EXERCISE DIRECTIONS:
Determine how many lines of the material below include "bool", and reply with that number alone.
################
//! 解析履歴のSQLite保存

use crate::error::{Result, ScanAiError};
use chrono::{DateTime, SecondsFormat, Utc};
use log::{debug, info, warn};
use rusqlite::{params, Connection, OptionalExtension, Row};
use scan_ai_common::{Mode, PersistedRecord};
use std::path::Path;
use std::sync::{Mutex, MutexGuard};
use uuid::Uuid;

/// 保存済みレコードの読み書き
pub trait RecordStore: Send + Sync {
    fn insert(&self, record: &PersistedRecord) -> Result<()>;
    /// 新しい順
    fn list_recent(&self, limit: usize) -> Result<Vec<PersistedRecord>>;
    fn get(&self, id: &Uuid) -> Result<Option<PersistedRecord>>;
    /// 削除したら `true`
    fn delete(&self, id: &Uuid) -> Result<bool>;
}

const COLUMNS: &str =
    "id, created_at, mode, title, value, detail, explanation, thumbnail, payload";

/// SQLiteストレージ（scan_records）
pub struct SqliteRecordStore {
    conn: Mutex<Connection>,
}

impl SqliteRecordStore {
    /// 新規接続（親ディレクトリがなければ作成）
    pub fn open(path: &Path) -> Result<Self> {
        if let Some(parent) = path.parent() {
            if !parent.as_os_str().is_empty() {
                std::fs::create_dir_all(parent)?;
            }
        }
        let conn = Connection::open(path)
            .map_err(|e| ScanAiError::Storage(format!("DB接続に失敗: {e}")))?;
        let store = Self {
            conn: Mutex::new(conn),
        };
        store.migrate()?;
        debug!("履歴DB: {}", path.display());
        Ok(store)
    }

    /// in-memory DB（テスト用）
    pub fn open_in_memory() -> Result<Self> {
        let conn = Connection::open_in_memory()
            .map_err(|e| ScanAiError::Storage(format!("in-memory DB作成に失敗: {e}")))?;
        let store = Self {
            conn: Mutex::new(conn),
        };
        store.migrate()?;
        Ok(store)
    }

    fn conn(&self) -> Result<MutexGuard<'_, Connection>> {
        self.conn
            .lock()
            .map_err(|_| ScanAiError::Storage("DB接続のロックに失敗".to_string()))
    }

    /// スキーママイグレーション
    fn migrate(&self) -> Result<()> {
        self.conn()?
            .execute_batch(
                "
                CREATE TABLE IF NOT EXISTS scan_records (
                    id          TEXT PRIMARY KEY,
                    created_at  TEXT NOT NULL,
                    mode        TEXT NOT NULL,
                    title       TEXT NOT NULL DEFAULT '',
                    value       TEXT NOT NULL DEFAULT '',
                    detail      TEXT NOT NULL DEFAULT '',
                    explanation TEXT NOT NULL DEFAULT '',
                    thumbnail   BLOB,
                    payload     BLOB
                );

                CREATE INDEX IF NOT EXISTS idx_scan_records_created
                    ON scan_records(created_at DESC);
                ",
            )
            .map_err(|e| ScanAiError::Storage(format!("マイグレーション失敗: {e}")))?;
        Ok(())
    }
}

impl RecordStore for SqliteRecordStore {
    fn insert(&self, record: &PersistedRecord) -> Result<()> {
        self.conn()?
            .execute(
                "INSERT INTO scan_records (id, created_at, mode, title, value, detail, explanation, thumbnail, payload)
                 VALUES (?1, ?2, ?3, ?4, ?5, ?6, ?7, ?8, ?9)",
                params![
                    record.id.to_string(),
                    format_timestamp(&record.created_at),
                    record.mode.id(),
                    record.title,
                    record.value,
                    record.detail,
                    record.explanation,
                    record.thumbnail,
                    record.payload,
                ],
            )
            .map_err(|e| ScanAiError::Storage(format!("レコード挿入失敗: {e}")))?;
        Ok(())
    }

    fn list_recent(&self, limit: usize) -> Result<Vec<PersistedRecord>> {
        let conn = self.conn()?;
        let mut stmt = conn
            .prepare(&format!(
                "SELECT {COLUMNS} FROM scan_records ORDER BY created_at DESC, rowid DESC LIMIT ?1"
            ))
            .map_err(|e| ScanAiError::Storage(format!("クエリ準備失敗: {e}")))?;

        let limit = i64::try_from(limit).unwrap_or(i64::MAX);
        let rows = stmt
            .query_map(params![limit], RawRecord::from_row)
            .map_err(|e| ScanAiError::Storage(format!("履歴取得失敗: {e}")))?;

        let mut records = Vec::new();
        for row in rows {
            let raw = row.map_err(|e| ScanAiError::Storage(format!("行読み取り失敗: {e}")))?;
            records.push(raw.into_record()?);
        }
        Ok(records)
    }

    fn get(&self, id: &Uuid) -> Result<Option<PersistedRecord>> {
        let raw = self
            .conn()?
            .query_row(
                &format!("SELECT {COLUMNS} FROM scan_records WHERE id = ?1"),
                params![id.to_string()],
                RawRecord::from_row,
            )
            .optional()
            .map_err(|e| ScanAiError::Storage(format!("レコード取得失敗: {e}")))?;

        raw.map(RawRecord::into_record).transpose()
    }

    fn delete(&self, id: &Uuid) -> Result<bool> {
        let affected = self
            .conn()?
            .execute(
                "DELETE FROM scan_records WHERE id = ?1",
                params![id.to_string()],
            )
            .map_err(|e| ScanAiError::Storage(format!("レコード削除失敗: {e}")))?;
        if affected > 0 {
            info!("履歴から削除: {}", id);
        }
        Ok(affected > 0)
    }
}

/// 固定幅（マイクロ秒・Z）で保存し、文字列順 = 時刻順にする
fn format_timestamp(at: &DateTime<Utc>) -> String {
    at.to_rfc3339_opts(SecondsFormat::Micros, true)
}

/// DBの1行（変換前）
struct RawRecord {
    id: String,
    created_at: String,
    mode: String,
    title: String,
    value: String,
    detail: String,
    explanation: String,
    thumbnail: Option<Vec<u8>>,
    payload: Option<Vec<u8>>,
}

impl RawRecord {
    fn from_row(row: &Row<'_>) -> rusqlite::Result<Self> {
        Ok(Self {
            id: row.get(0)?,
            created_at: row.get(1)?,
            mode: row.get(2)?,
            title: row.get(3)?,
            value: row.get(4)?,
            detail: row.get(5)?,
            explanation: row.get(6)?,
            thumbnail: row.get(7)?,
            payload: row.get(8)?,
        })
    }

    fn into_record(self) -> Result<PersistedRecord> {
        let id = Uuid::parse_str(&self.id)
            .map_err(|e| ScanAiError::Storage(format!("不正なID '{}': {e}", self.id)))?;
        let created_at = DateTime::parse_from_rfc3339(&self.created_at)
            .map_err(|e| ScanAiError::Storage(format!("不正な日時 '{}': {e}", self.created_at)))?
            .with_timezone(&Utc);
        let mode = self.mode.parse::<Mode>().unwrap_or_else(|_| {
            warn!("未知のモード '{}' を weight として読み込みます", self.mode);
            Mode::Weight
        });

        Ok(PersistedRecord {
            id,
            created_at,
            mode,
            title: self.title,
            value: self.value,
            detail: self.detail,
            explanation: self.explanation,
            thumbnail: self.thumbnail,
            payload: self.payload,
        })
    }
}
################
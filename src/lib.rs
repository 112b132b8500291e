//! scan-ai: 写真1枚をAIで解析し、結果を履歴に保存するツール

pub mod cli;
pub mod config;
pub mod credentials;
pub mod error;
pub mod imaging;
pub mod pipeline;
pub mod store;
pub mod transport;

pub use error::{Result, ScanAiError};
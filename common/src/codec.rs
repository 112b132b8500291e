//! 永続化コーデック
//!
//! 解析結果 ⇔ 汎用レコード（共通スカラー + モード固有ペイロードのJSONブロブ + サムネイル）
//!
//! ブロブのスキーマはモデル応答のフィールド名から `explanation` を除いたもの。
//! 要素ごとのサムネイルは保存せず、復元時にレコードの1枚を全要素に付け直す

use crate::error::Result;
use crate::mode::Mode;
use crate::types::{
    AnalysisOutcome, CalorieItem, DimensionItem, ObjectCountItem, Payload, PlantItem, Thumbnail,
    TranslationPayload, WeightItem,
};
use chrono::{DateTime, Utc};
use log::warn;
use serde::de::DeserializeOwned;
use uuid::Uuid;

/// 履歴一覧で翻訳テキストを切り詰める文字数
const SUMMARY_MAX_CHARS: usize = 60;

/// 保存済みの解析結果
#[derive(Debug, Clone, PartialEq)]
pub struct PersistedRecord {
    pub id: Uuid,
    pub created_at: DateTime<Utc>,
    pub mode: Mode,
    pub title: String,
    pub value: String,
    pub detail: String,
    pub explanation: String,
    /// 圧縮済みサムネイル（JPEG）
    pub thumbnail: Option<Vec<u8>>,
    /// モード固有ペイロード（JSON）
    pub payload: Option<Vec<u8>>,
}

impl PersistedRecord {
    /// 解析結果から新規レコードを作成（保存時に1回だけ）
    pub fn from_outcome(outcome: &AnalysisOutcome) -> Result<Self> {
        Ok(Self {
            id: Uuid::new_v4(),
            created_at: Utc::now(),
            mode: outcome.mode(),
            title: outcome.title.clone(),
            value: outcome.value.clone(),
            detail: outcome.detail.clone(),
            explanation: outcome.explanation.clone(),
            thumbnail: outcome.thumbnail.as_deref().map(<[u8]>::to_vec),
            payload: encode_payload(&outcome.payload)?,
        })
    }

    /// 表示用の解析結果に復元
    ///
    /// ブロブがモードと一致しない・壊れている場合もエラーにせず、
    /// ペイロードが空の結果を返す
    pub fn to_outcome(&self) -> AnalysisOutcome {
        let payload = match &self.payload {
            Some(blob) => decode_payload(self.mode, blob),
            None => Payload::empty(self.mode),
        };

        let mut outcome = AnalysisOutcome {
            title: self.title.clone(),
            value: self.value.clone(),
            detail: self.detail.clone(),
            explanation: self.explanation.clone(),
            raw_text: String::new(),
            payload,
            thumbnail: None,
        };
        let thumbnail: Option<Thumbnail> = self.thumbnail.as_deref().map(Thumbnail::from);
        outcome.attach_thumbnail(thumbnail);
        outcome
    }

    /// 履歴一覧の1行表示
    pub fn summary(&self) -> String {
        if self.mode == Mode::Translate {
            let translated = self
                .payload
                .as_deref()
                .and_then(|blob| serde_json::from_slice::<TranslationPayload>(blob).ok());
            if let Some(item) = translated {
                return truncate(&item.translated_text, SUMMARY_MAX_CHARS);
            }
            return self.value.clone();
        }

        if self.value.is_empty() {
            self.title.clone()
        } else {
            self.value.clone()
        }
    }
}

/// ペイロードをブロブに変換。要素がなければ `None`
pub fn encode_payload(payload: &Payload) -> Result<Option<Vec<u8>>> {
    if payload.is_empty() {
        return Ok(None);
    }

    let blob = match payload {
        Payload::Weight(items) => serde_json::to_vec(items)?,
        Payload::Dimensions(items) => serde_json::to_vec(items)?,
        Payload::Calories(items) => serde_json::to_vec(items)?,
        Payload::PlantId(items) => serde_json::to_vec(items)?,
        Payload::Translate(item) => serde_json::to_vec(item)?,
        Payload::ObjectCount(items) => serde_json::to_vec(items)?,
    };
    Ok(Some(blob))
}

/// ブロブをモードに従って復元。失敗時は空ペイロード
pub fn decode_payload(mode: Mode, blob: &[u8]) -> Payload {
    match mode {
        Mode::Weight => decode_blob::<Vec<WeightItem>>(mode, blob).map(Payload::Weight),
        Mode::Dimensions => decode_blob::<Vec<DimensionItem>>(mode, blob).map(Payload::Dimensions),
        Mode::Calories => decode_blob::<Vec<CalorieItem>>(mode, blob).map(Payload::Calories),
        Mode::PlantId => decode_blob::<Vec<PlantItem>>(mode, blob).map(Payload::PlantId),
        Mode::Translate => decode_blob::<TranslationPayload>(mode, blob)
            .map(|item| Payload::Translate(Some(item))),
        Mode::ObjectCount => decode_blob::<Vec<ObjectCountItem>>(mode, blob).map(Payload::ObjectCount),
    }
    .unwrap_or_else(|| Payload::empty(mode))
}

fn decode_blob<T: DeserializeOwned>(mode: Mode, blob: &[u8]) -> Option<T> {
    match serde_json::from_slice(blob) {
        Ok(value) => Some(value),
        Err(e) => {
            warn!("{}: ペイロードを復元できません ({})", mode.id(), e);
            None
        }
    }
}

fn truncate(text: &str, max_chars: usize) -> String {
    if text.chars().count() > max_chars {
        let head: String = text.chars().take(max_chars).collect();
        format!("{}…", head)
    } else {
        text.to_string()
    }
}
################
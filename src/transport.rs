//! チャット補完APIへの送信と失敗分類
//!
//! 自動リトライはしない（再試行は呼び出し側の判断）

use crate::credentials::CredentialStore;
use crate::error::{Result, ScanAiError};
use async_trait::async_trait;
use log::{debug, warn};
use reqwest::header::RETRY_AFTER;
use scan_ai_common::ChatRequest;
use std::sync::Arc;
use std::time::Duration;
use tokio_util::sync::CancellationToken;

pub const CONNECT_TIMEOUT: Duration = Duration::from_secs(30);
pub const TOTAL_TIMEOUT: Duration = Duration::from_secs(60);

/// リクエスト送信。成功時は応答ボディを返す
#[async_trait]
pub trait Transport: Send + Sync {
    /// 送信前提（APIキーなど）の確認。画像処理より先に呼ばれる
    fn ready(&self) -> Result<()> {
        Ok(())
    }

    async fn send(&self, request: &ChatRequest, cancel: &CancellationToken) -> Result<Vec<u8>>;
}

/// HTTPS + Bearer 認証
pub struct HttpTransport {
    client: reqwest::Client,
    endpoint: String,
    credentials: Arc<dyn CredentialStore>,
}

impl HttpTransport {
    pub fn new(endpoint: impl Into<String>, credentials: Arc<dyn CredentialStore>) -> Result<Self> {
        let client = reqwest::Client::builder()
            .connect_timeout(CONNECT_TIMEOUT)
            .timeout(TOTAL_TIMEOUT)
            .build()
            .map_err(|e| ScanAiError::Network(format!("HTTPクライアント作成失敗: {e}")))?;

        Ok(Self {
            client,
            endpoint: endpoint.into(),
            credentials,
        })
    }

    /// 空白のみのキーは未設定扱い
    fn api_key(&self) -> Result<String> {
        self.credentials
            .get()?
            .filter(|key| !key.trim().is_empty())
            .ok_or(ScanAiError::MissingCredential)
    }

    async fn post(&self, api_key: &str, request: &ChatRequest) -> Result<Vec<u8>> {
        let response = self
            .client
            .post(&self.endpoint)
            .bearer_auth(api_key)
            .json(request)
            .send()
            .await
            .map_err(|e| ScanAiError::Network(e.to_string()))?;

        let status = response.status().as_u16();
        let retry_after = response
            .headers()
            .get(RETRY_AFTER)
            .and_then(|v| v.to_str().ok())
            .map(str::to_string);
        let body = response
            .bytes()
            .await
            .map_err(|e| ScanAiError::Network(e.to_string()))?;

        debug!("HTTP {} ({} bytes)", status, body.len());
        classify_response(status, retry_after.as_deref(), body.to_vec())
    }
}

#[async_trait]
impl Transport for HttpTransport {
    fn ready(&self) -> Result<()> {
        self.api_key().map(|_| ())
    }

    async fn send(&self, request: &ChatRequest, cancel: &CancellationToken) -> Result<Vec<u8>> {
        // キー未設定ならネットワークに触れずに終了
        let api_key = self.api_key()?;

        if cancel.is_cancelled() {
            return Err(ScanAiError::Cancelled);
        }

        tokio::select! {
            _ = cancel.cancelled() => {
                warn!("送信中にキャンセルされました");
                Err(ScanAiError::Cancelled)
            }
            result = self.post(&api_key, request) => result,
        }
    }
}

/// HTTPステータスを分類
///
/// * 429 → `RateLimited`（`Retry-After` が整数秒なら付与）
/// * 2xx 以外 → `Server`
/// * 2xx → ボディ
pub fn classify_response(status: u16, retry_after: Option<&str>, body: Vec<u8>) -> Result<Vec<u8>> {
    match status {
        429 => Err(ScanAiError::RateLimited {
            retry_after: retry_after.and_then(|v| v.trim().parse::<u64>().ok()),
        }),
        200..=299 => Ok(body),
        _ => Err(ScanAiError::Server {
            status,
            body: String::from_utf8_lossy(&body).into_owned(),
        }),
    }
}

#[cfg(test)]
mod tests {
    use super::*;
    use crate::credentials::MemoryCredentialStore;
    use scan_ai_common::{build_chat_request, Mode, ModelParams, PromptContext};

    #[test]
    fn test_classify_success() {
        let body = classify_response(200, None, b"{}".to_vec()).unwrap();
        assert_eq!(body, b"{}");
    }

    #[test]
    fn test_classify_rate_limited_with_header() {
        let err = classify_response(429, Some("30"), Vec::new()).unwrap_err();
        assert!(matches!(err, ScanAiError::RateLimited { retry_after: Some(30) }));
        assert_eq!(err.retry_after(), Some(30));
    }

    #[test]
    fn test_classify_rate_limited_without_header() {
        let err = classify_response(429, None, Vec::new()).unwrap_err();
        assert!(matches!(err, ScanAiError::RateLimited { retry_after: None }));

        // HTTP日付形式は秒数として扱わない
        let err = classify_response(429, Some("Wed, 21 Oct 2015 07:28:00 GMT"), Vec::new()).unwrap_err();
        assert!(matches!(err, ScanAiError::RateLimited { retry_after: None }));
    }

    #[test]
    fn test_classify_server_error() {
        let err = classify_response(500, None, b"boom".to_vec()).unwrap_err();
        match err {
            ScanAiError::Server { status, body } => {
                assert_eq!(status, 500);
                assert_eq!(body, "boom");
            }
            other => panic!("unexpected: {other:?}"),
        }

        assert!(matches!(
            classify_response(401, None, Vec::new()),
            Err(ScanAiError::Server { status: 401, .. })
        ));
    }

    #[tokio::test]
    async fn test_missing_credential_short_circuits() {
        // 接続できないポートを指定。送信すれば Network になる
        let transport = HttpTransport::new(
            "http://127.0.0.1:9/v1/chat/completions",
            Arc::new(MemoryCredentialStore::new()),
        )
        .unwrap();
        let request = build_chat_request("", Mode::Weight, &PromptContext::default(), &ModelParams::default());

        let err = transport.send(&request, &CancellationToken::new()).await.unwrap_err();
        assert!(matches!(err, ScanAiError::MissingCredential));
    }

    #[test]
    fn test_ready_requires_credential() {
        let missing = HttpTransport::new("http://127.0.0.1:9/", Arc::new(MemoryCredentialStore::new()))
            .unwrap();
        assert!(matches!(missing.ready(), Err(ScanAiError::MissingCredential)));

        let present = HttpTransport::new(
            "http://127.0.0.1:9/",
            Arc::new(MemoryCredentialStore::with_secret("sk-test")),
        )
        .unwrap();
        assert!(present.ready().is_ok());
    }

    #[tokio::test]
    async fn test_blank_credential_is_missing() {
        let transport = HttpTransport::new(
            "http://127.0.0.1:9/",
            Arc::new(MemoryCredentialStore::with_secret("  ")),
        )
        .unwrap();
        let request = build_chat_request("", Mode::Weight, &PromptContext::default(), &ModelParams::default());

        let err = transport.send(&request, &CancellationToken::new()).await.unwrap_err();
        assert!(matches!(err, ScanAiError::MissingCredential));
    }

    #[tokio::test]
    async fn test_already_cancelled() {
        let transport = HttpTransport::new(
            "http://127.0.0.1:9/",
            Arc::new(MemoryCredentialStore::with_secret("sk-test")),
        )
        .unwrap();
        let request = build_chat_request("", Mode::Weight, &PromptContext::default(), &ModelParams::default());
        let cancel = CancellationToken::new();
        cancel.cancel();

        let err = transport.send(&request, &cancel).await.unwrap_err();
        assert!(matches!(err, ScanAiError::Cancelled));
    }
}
################
PROBLEM SOLUTION:
2